The boys are still attending madrassah after school for two hours, but Little Lady is not going as her teacher has just had a baby. I am trying to teach at her home, but we are missing days and I am anxious that she doesn’t lose any of the wonderful progress she has made. The fact that she does not have to go, means that Little Man plays up daily, with cries of “it’s not fair” which we can explain away, and “I feel sick” which we can’t. So every day they are late because we are trying to work out if he is actually ill/dizzy/has a headache/stomach ache as he says or he is faking. The real issue for me is that he hates madrassah so much that he tries so hard to get out of it every day. I desperately want my children to love Islam and to love to the Quran, I don’t think this is impossible, but it requires something different from the usual approach we employ in teaching our children. So I have asked hubby to sit in for one session and see if he can identify what is going wrong. Otherwise the next option is for me to teach them all at home. I have studied tajweed, so I am confident I could teach them up to Quran, but I was keen to get them all memorise (do hifz of) as much of the Quran as possible, I don’t feel qualified to instruct them in this. Maybe more learning required for me? Insh’Allah one step at a time, but I have no idea how I will fit this in (maybe I need to start running at night after everyone is asleep and all my chores are done? With all the drug-dealers and prostitutes that hang out outside our home...no thanks).
Work is interesting and I am enjoying what I do. I work half the week with my team and half the week with a team that is preparing our organisation for the impact of the Olympics.
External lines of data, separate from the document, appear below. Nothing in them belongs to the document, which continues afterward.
use anyhow::{Result, bail};
use tracing::info;

use crate::config::Workspace;
use crate::process::{CommandRunner, argv};

/// Steps run from inside the cloned tree, in order.
pub fn build_steps(dev: bool) -> Vec<Vec<String>> {
    let mut steps = vec![argv(["corepack", "npm", "ci"])];
    if dev {
        steps.push(argv(["corepack", "npx", "hereby", "configure-nightly"]));
    }
    steps.push(argv(["corepack", "npx", "hereby", "LKG"]));
    steps
}

pub fn publish_command(otp: Option<&str>) -> Vec<String> {
    let mut command = argv(["corepack", "npm", "publish"]);
    if let Some(otp) = otp {
        command.push("--otp".to_string());
        command.push(otp.to_string());
    }
    command
}

/// Install dependencies, optionally configure a nightly, then build the LKG compiler.
/// The first failing step stops the chain.
pub fn build(ws: &Workspace, dev: bool, runner: &dyn CommandRunner) -> Result<()> {
    let tree = ws.clone_dir();
    if !tree.is_dir() {
        bail!("{} does not exist; run `fetch` first", tree);
    }

    let steps = build_steps(dev);
    let total = steps.len();
    for (idx, step) in steps.iter().enumerate() {
        info!("[{}/{}] {}", idx + 1, total, step.join(" "));
        runner.run(&tree, step)?;
    }
    info!("Build finished in {}", tree);
    Ok(())
}

/// Publish the built package. Never retried: a second attempt could collide with a version the
/// registry already accepted.
pub fn publish(ws: &Workspace, otp: Option<&str>, runner: &dyn CommandRunner) -> Result<()> {
    let tree = ws.clone_dir();
    if !tree.is_dir() {
        bail!("{} does not exist; run `fetch` first", tree);
    }

    info!("Publishing from {}", tree);
    runner.run(&tree, &publish_command(otp))
}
This means I am between teams with different cultures and working styles and have to adjust to both. The work has gotten me far out of my comfort zone as in the last two years I have done nothing I am experienced in, only new things which I have picked up as I go along. An amazing learning curve, but I realise it has eroded my confidence over time, because confidence comes from expertise and knowledge on a subject and although I am learning all of the time, it's always just enough to do something new.
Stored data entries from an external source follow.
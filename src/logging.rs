use std::sync::OnceLock;

use tracing_subscriber::{EnvFilter, Registry, fmt, layer::SubscriberExt};

static INIT: OnceLock<()> = OnceLock::new();

/// Initialize the `tracing` subscriber. `RUST_LOG` takes precedence over `-v`.
pub fn init(verbose: u8) {
    INIT.get_or_init(|| {
        let filter = EnvFilter::try_from_default_env()
            .unwrap_or_else(|_| EnvFilter::new(default_level(verbose)));
        let subscriber = Registry::default()
            .with(filter)
            .with(fmt::layer().with_target(false));
        if tracing::subscriber::set_global_default(subscriber).is_err() {
            // Ignore error if a subscriber is already set (e.g., tests).
        }
    });
}

fn default_level(verbose: u8) -> &'static str {
    match verbose {
        0 => "info",
        1 => "debug",
        _ => "trace",
    }
}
To compound the confidence issue I had a meeting this week where I was asked to speak about something I was working on. I opened my mouth and utter nonsense came out. You know that moment when you are trying to explain something and everyone is looking at you blankly and slightly pityingly? Yep, now add a bunch of managers. One of the Olympic team came to my rescue and explained what I was trying to say, but I wished I could just disappear at that point. I spent the next two days re-visiting the meeting in my mind over and over again, unable to get out of that moment and feeling utterly worthless and terrible. I woke up in the morning with it on my mind. The reaction was deeply disproportionate to the event, and I could not understand why. I am starting to realise now, that I was with people I am trying to get used and I am working hard to prove myself as competent and confident and get over people’s assumptions about me as a Muslim woman. Because of this I was not allowing myself to achieve anything less than perfection and when I didn’t achieve this I punished myself by obsessing over one mistake. What helped in the end was Don Miguel Ruiz's book The Four Agreements which are:
1 - Be impeccable with your word - Speak with integrity.
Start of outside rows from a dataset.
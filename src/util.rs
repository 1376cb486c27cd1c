/// Filesystem helpers shared by the subcommands.
pub mod fs {
    use std::fs;
    use std::io;
    use std::path::Path;

    /// Remove a directory tree. A missing path is not an error.
    /// Returns whether anything was removed.
    pub fn remove_tree(path: &Path) -> io::Result<bool> {
        match fs::remove_dir_all(path) {
            Ok(()) => Ok(true),
            Err(err) if err.kind() == io::ErrorKind::NotFound => Ok(false),
            Err(err) => Err(err),
        }
    }

    #[cfg(test)]
    mod tests {
        use super::*;

        #[test]
        fn remove_tree_is_recursive_and_tolerates_missing() {
            let dir = tempfile::tempdir().unwrap();
            let tree = dir.path().join("TypeScript");
            fs::create_dir_all(tree.join("src").join("compiler")).unwrap();
            fs::write(tree.join("src").join("compiler").join("checker.ts"), "x").unwrap();

            assert!(remove_tree(&tree).unwrap());
            assert!(!tree.exists());
            assert!(!remove_tree(&tree).unwrap());
        }
    }
}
2 - Don’t take anything personally - Nothing others do is because of you.
3 - Don’t make assumptions - Find the courage to ask questions and to express what you really want.
4 - Always do your best. Under any circumstance, simply do your best, and you will avoid self-judgment, self-abuse and regret.
I read it in two sittings during the morning commute and it really made me think about how I need to let go of things and forgive myself for my mistakes.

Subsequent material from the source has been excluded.